Low-growth bush tomatoes with an overhanging growth shape are ideal for cultivating in window boxes or hanging baskets.
In contrast to stake tomatoes, varieties such as ‘Tumbling Tom Red’ are grown with several shoots and there is no need to remove shoots from the leaf axils. In order to ensure they develop lots of panicles on which new flowers and fruit continuously mature until the fall, despite the limited root space, plant them in high-quality balcony potting soil or special tomato soil and add a low dosage of liquid fertilizer to their water every week. Excess nutrients will cause the leaves to roll up!
By the way: If you have robust bush tomatoes that thrive in pots and are still healthy in the fall it is worthwhile trying to overwinter the tomatoes.
Unripe tomatoes that are still green contain poisonous solanine and should not be eaten, or only eaten in very small amounts. One to two medium-sized fruits contain approx. 0.0009 ounces of the bitter substance. This does not break down, even when heated. Sensitive subjects react with headaches and digestive problems such as nausea. The fruit of tomato breeds such as ‘Green Zebra’ or ‘Green Grape’ remain green or striped yellow-green even when fully ripe. The later these are harvested, the less solanine they contain. The fruit is best picked as soon as the flesh gives slightly when pressed gently. This is when the bitter substances have broken down and the tomatoes taste refreshingly acidic.
Most tomato varieties are grown on a single shoot. Ensure the stem does not bend under the weight of the fruit by tying the plant to a bamboo, wood or spiral rod made from aluminum or stainless steel. Break off the side shoots in the leaf axils (‘epicormic shoots’) as soon as you can get a good grip on them with your finger tips. If you simply leave them to grow, a large amount of the fruit will mature late. There is a risk of fungal infection as the dense foliage only allows rain or dew to dry off slowly. Regularly pruning tomatoes also ensures that you can harvest more aromatic fruit and that your plants remain healthy.

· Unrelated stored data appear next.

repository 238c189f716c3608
use super::{Connector, DetectionResult, ScanContext};
use crate::model::types::{ItemKind, ItemVariables, SearchItem};
use anyhow::Result;
use std::fs;
use std::path::Path;

pub struct AliasConnector;

impl AliasConnector {
    pub fn new() -> Self {
        Self
    }

    /// Parse `alias name=command` lines out of shell rc content.
    pub fn parse_aliases(content: &str, source_file: &Path) -> Vec<SearchItem> {
        content
            .lines()
            .filter_map(parse_alias_line)
            .map(|(name, command)| {
                SearchItem::new(
                    format!("Alias: {name}"),
                    format!("[Shell Alias] {command}"),
                    name,
                    ItemVariables::new(ItemKind::Alias, name, command)
                        .with_searchable_text(format!("{name} {command}"))
                        .with_extra("source_file", source_file.display().to_string()),
                )
            })
            .collect()
    }
}

impl Default for AliasConnector {
    fn default() -> Self {
        Self::new()
    }
}

/// Split one line into `(name, command)` if it defines an alias.
///
/// The command loses surrounding whitespace, then surrounding `'`, then `"`.
pub fn parse_alias_line(line: &str) -> Option<(&str, &str)> {
    let line = line.trim();
    if line.is_empty() || line.starts_with('#') {
        return None;
    }
    let definition = line.strip_prefix("alias ")?.trim();
    let (name, command) = definition.split_once('=')?;
    let command = command.trim().trim_matches('\'').trim_matches('"');
    Some((name.trim(), command))
}

impl Connector for AliasConnector {
    fn name(&self) -> &'static str {
        "alias"
    }

    fn kind(&self) -> ItemKind {
        ItemKind::Alias
    }

    fn detect(&self, ctx: &ScanContext) -> DetectionResult {
        let found: Vec<_> = ctx.shell_files.iter().filter(|p| p.exists()).cloned().collect();
        if found.is_empty() {
            return DetectionResult::not_found();
        }
        DetectionResult {
            detected: true,
            evidence: found.iter().map(|p| format!("found {}", p.display())).collect(),
            root_paths: found,
        }
    }

    fn scan(&self, ctx: &ScanContext) -> Result<Vec<SearchItem>> {
        let mut items = Vec::new();

        for path in &ctx.shell_files {
            if !path.exists() {
                continue;
            }
            match fs::read_to_string(path) {
                Ok(content) => items.extend(Self::parse_aliases(&content, path)),
                Err(e) => {
                    tracing::warn!(path = %path.display(), error = %e, "alias skipping unreadable shell file");
                }
            }
        }

        Ok(items)
    }
}
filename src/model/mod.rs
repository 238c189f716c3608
pub mod types;
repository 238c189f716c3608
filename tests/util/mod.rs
use alfred_keywords::connectors::ScanContext;
use serde_json::Value;
use std::fs;
use std::path::{Path, PathBuf};
use tempfile::TempDir;

/// Captures tracing output for tests.
#[allow(dead_code)]
pub struct TestTracing {
    buffer: std::sync::Arc<std::sync::Mutex<Vec<u8>>>,
}

#[allow(dead_code)]
impl TestTracing {
    pub fn new() -> Self {
        Self {
            buffer: std::sync::Arc::new(std::sync::Mutex::new(Vec::new())),
        }
    }

    pub fn install(&self) -> tracing::subscriber::DefaultGuard {
        let writer = self.buffer.clone();
        let make_writer = move || TestWriter(writer.clone());
        let subscriber = tracing_subscriber::fmt()
            .with_ansi(false)
            .without_time()
            .with_max_level(tracing::Level::DEBUG)
            .with_writer(make_writer)
            .finish();
        tracing::subscriber::set_default(subscriber)
    }

    pub fn output(&self) -> String {
        let buf = self.buffer.lock().unwrap();
        String::from_utf8_lossy(&buf).to_string()
    }

    /// Assert that the captured log output contains the provided substring.
    pub fn assert_contains(&self, needle: &str) {
        let out = self.output();
        assert!(
            out.contains(needle),
            "expected logs to contain `{needle}`, got:\n{out}"
        );
    }
}

struct TestWriter(std::sync::Arc<std::sync::Mutex<Vec<u8>>>);

impl std::io::Write for TestWriter {
    fn write(&mut self, buf: &[u8]) -> std::io::Result<usize> {
        let mut guard = self.0.lock().unwrap();
        guard.extend_from_slice(buf);
        Ok(buf.len())
    }

    fn flush(&mut self) -> std::io::Result<()> {
        Ok(())
    }
}

#[allow(dead_code)]
pub struct EnvGuard {
    key: String,
    prev: Option<String>,
}

#[allow(dead_code)]
impl EnvGuard {
    pub fn set(key: &str, val: impl AsRef<str>) -> Self {
        let prev = std::env::var(key).ok();
        unsafe { std::env::set_var(key, val.as_ref()) };
        Self {
            key: key.to_string(),
            prev,
        }
    }

    pub fn remove(key: &str) -> Self {
        let prev = std::env::var(key).ok();
        unsafe { std::env::remove_var(key) };
        Self {
            key: key.to_string(),
            prev,
        }
    }
}

impl Drop for EnvGuard {
    fn drop(&mut self) {
        match &self.prev {
            Some(v) => unsafe { std::env::set_var(&self.key, v) },
            None => unsafe { std::env::remove_var(&self.key) },
        }
    }
}

/// Convert a JSON fixture into a property list value.
#[allow(dead_code)]
pub fn json_to_plist(value: &Value) -> plist::Value {
    match value {
        Value::Null => plist::Value::String(String::new()),
        Value::Bool(b) => plist::Value::Boolean(*b),
        Value::Number(n) => match n.as_i64() {
            Some(i) => plist::Value::Integer(plist::Integer::from(i)),
            None => plist::Value::Real(n.as_f64().unwrap_or_default()),
        },
        Value::String(s) => plist::Value::String(s.clone()),
        Value::Array(items) => plist::Value::Array(items.iter().map(json_to_plist).collect()),
        Value::Object(map) => {
            let mut dict = plist::Dictionary::new();
            for (k, v) in map {
                dict.insert(k.clone(), json_to_plist(v));
            }
            plist::Value::Dictionary(dict)
        }
    }
}

/// Write `value` as an XML plist, creating parent directories.
#[allow(dead_code)]
pub fn write_plist(path: &Path, value: &Value) {
    fs::create_dir_all(path.parent().unwrap()).unwrap();
    json_to_plist(value).to_file_xml(path).unwrap();
}

/// Temporary Alfred preferences bundle, home directory and project directory.
#[allow(dead_code)]
pub struct AlfredFixture {
    pub dir: TempDir,
    pub ctx: ScanContext,
}

#[allow(dead_code)]
impl AlfredFixture {
    pub fn new() -> Self {
        let dir = TempDir::new().expect("tempdir");
        let ctx = ScanContext::under(dir.path());
        fs::create_dir_all(&ctx.home).unwrap();
        fs::create_dir_all(&ctx.project_dir).unwrap();
        Self { dir, ctx }
    }

    pub fn root(&self) -> PathBuf {
        self.dir.path().to_path_buf()
    }

    pub fn write_builtin(&self, name: &str, prefs: &Value) -> PathBuf {
        let path = self.ctx.websearch_dir().join(name).join("prefs.plist");
        write_plist(&path, prefs);
        path
    }

    pub fn write_custom_sites(&self, sites: &Value) -> PathBuf {
        let path = self.ctx.websearch_dir().join("prefs.plist");
        write_plist(&path, &serde_json::json!({ "customSites": sites }));
        path
    }

    pub fn write_workflow(&self, bundle: &str, info: &Value) -> PathBuf {
        let path = self.ctx.workflows_dir().join(bundle).join("info.plist");
        write_plist(&path, info);
        path
    }

    pub fn write_raw(&self, path: &Path, content: &str) -> PathBuf {
        fs::create_dir_all(path.parent().unwrap()).unwrap();
        fs::write(path, content).unwrap();
        path.to_path_buf()
    }

    pub fn write_home_file(&self, name: &str, content: &str) -> PathBuf {
        self.write_raw(&self.ctx.home.join(name), content)
    }

    pub fn write_project_file(&self, name: &str, content: &str) -> PathBuf {
        self.write_raw(&self.ctx.project_dir.join(name), content)
    }
}
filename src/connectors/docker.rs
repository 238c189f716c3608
use super::{Connector, DetectionResult, ScanContext};
use crate::model::types::{ItemKind, ItemVariables, SearchItem};
use anyhow::{Context, Result};
use serde_yaml::Value;
use std::fs;
use std::path::Path;

pub const COMPOSE_FILES: &[&str] = &["docker-compose.yml", "docker-compose.yaml"];

pub struct DockerComposeConnector;

impl DockerComposeConnector {
    pub fn new() -> Self {
        Self
    }

    /// Items for every entry under `services` in a compose document.
    pub fn parse_compose(raw: &str) -> Result<Vec<SearchItem>> {
        let doc: Value = serde_yaml::from_str(raw)?;
        let Some(services) = doc.get("services").and_then(Value::as_mapping) else {
            return Ok(Vec::new());
        };

        let mut items = Vec::new();
        for (name, config) in services {
            let Some(name) = scalar_to_string(name) else {
                continue;
            };
            let description = describe_service(config);
            items.push(SearchItem::new(
                format!("Docker Service: {name}"),
                format!("[Docker] {description}"),
                format!("docker-compose up {name}"),
                ItemVariables::new(ItemKind::DockerService, name.as_str(), description.as_str())
                    .with_searchable_text(format!("{name} {description}")),
            ));
        }
        Ok(items)
    }

    fn parse_file(path: &Path) -> Result<Vec<SearchItem>> {
        let raw =
            fs::read_to_string(path).with_context(|| format!("reading {}", path.display()))?;
        Self::parse_compose(&raw).with_context(|| format!("parsing {}", path.display()))
    }
}

impl Default for DockerComposeConnector {
    fn default() -> Self {
        Self::new()
    }
}

/// `Image: <image> Port: [<ports>]`; the image defaults to `custom`.
pub fn describe_service(config: &Value) -> String {
    let image = config
        .get("image")
        .and_then(scalar_to_string)
        .unwrap_or_else(|| "custom".to_string());
    let ports = config
        .get("ports")
        .and_then(Value::as_sequence)
        .map(|ports| ports.iter().map(render_value).collect::<Vec<_>>().join(", "))
        .unwrap_or_default();
    format!("Image: {image} Port: [{ports}]")
}

fn scalar_to_string(value: &Value) -> Option<String> {
    match value {
        Value::String(s) => Some(s.clone()),
        Value::Number(n) => Some(n.to_string()),
        Value::Bool(b) => Some(b.to_string()),
        _ => None,
    }
}

/// Compact rendering: strings single-quoted, numbers bare, collections bracketed.
fn render_value(value: &Value) -> String {
    match value {
        Value::String(s) => format!("'{s}'"),
        Value::Number(n) => n.to_string(),
        Value::Bool(b) => b.to_string(),
        Value::Null => "null".to_string(),
        Value::Sequence(seq) => {
            format!("[{}]", seq.iter().map(render_value).collect::<Vec<_>>().join(", "))
        }
        Value::Mapping(map) => format!(
            "{{{}}}",
            map.iter()
                .map(|(k, v)| format!("{}: {}", render_value(k), render_value(v)))
                .collect::<Vec<_>>()
                .join(", ")
        ),
        Value::Tagged(tagged) => render_value(&tagged.value),
    }
}

impl Connector for DockerComposeConnector {
    fn name(&self) -> &'static str {
        "docker"
    }

    fn kind(&self) -> ItemKind {
        ItemKind::DockerService
    }

    fn detect(&self, ctx: &ScanContext) -> DetectionResult {
        COMPOSE_FILES
            .iter()
            .map(|f| ctx.project_file(f))
            .find(|p| p.exists())
            .map_or_else(DetectionResult::not_found, |p| DetectionResult::found(&p))
    }

    fn scan(&self, ctx: &ScanContext) -> Result<Vec<SearchItem>> {
        let mut items = Vec::new();

        for file in COMPOSE_FILES {
            let path = ctx.project_file(file);
            if !path.exists() {
                continue;
            }
            match Self::parse_file(&path) {
                Ok(found) => items.extend(found),
                Err(e) => {
                    tracing::warn!(path = %path.display(), error = %format!("{e:#}"), "docker skipping unreadable compose file");
                }
            }
        }

        Ok(items)
    }
}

Tomatoes in the greenhouse ripen between the end of June and November. Outdoors, you will have to wait until July and the harvest is finished by October at the latest.
Aromatic fruit does not thrive at a fast pace in the blazing sunshine, rather it matures slowly in light foliage shade. Refrain from removing shoot leaves around the fruit, as used to be common practice, and also from the frequently recommended plant tip removal. Only remove leaves until the first fruits form to avoid fungal infection. Then prune the inflorescences on the shoot tips in the late summer, as their fruit will no longer mature in the fall anyway.
Ensure tomato plants that are bought pre-cultivated have a stable root ball, spot-free, completely green leaves and a strong stem with short distances between the leaf bases and panicles. These criteria also apply if you grow your own saplings. You should sow from the middle of March at the earliest, otherwise the plants will soon hassle one another on the window ledge, but nonetheless continue to grow too tall due to the extremely low provision of light, and form fewer flowers and fruit.
If you grow tomatoes in a greenhouse, leave the window open during the day to ensure bees and can pollinate the flowers. The pollen sits tightly packed in porous capsules on nightshades such as the tomato. You can shake the plant repeatedly to ensure that it releases its pollen. Outdoors, the wind does this job for you. However, at temperatures over 86 degrees Fahrenheit or in high humidity, the pollen sticks and even shaking will not help here.